§ **What this task involves**:
From the data, return each line holding the word "substitutions".

§ **Stored items**:
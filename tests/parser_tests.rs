#[cfg(test)]
mod parser_tests {
    use pretty_assertions::assert_eq;
    use prettylog::{parse, reformat, Identity, Record, DELIMITER};

    /// What git would emit for a tagged format string: placeholders replaced
    /// by values, delimiters passed through untouched.
    fn render(format: &str, substitutions: &[(&str, &str)]) -> String {
        let mut line = reformat(format);
        for (token, value) in substitutions {
            line = line.replace(token, value);
        }
        line
    }

    #[test]
    fn recovers_fields_from_a_tagged_line() {
        let line = render(
            "%H%an%ae",
            &[
                ("%H", "abc123"),
                ("%an", "Jane"),
                ("%ae", "jane@x.com"),
            ],
        );

        let record = parse(&line, "%H%an%ae");
        assert_eq!(
            record,
            Record {
                commit_hash: Some("abc123".to_string()),
                authored: Some(Identity {
                    name: Some("Jane".to_string()),
                    email: Some("jane@x.com".to_string()),
                    ..Identity::default()
                }),
                ..Record::default()
            }
        );
    }

    #[test]
    fn literal_text_in_the_format_carries_no_field() {
        let line = render(
            "commit %h by %an",
            &[("%h", "d3adb33f"), ("%an", "Jane")],
        );

        let record = parse(&line, "commit %h by %an");
        assert_eq!(record.abbrev_commit_hash.as_deref(), Some("d3adb33f"));
        assert_eq!(record.authored.unwrap().name.as_deref(), Some("Jane"));
        assert_eq!(record.commit_hash, None);
    }

    #[test]
    fn accepts_a_pretagged_format_string() {
        let tagged = reformat("%s");
        let line = render("%s", &[("%s", "fix the thing")]);

        // Same result whether the caller passes the raw or the tagged format.
        assert_eq!(parse(&line, &tagged), parse(&line, "%s"));
        assert_eq!(
            parse(&line, &tagged).subject.as_deref(),
            Some("fix the thing")
        );
    }

    #[test]
    fn strips_a_graph_drawing_prefix() {
        let line = render("%H", &[("%H", "deadbeef")]);

        for prefix in ["* ", "*   "] {
            let decorated = format!("{}{}", prefix, line);
            let record = parse(&decorated, "%H");
            assert_eq!(record.commit_hash.as_deref(), Some("deadbeef"));
        }
    }

    #[test]
    fn coerces_unix_timestamps_to_numbers() {
        let line = render("%at%ct", &[("%at", "1609459200"), ("%ct", "1609459300")]);

        let record = parse(&line, "%at%ct");
        assert_eq!(record.authored.unwrap().unix_date, Some(1609459200.0));
        assert_eq!(record.committed.unwrap().unix_date, Some(1609459300.0));
    }

    #[test]
    fn malformed_timestamps_become_nan() {
        let line = render("%at", &[("%at", "not a number")]);

        let record = parse(&line, "%at");
        let unix = record.authored.unwrap().unix_date.unwrap();
        assert!(unix.is_nan());
    }

    #[test]
    fn trims_ref_decorations() {
        let line = render("%d", &[("%d", " (HEAD -> main, tag: v1.0)")]);

        let record = parse(&line, "%d");
        assert_eq!(record.refs.as_deref(), Some("(HEAD -> main, tag: v1.0)"));
    }

    #[test]
    fn short_lines_yield_partial_records() {
        // Line produced as if git only substituted the first placeholder.
        let line = format!("{}abc123", DELIMITER);

        let record = parse(&line, "%H%an%ae");
        assert_eq!(record.commit_hash.as_deref(), Some("abc123"));
        assert_eq!(record.authored, None);
    }

    #[test]
    fn empty_segments_are_empty_strings_not_absent() {
        // An empty decoration list substitutes to zero characters.
        let line = render("%d%s", &[("%d", ""), ("%s", "subject")]);

        let record = parse(&line, "%d%s");
        assert_eq!(record.refs.as_deref(), Some(""));
        assert_eq!(record.subject.as_deref(), Some("subject"));
    }

    #[test]
    fn unrecognized_placeholders_are_skipped() {
        // %Z is not a git placeholder; it stays literal in the line and the
        // parser writes nothing for it.
        let line = render("%h%Z", &[("%h", "d3adb33f")]);

        let record = parse(&line, "%h%Z");
        assert_eq!(
            record,
            Record {
                abbrev_commit_hash: Some("d3adb33f".to_string()),
                ..Record::default()
            }
        );
    }

    #[test]
    fn groups_are_created_lazily() {
        let line = render("%an", &[("%an", "Jane")]);

        let record = parse(&line, "%an");
        assert!(record.authored.is_some());
        assert_eq!(record.committed, None);
        assert_eq!(record.signer, None);
        assert_eq!(record.reflog, None);
    }

    #[test]
    fn reflog_and_signer_groups_are_populated() {
        let line = render(
            "%gD%gs%GS%GK",
            &[
                ("%gD", "refs/heads/main@{0}"),
                ("%gs", "commit: add feature"),
                ("%GS", "Jane"),
                ("%GK", "4AEE18F83AFDEB23"),
            ],
        );

        let record = parse(&line, "%gD%gs%GS%GK");
        let reflog = record.reflog.unwrap();
        assert_eq!(reflog.selector.as_deref(), Some("refs/heads/main@{0}"));
        assert_eq!(reflog.subject.as_deref(), Some("commit: add feature"));
        let signer = record.signer.unwrap();
        assert_eq!(signer.name.as_deref(), Some("Jane"));
        assert_eq!(signer.key.as_deref(), Some("4AEE18F83AFDEB23"));
    }

    #[test]
    fn parsing_is_idempotent() {
        let line = render("%h %s", &[("%h", "d3adb33f"), ("%s", "fix")]);

        assert_eq!(parse(&line, "%h %s"), parse(&line, "%h %s"));
    }

    #[test]
    fn serialized_records_skip_absent_fields() {
        let line = render("%H%an", &[("%H", "abc123"), ("%an", "Jane")]);

        let record = parse(&line, "%H%an");
        let json = serde_json::to_value(&record).unwrap();
        assert_eq!(
            json,
            serde_json::json!({
                "commit_hash": "abc123",
                "authored": { "name": "Jane" }
            })
        );
    }
}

§ **Solution**:
    fn render(format: &str, substitutions: &[(&str, &str)]) -> String {
        for (token, value) in substitutions {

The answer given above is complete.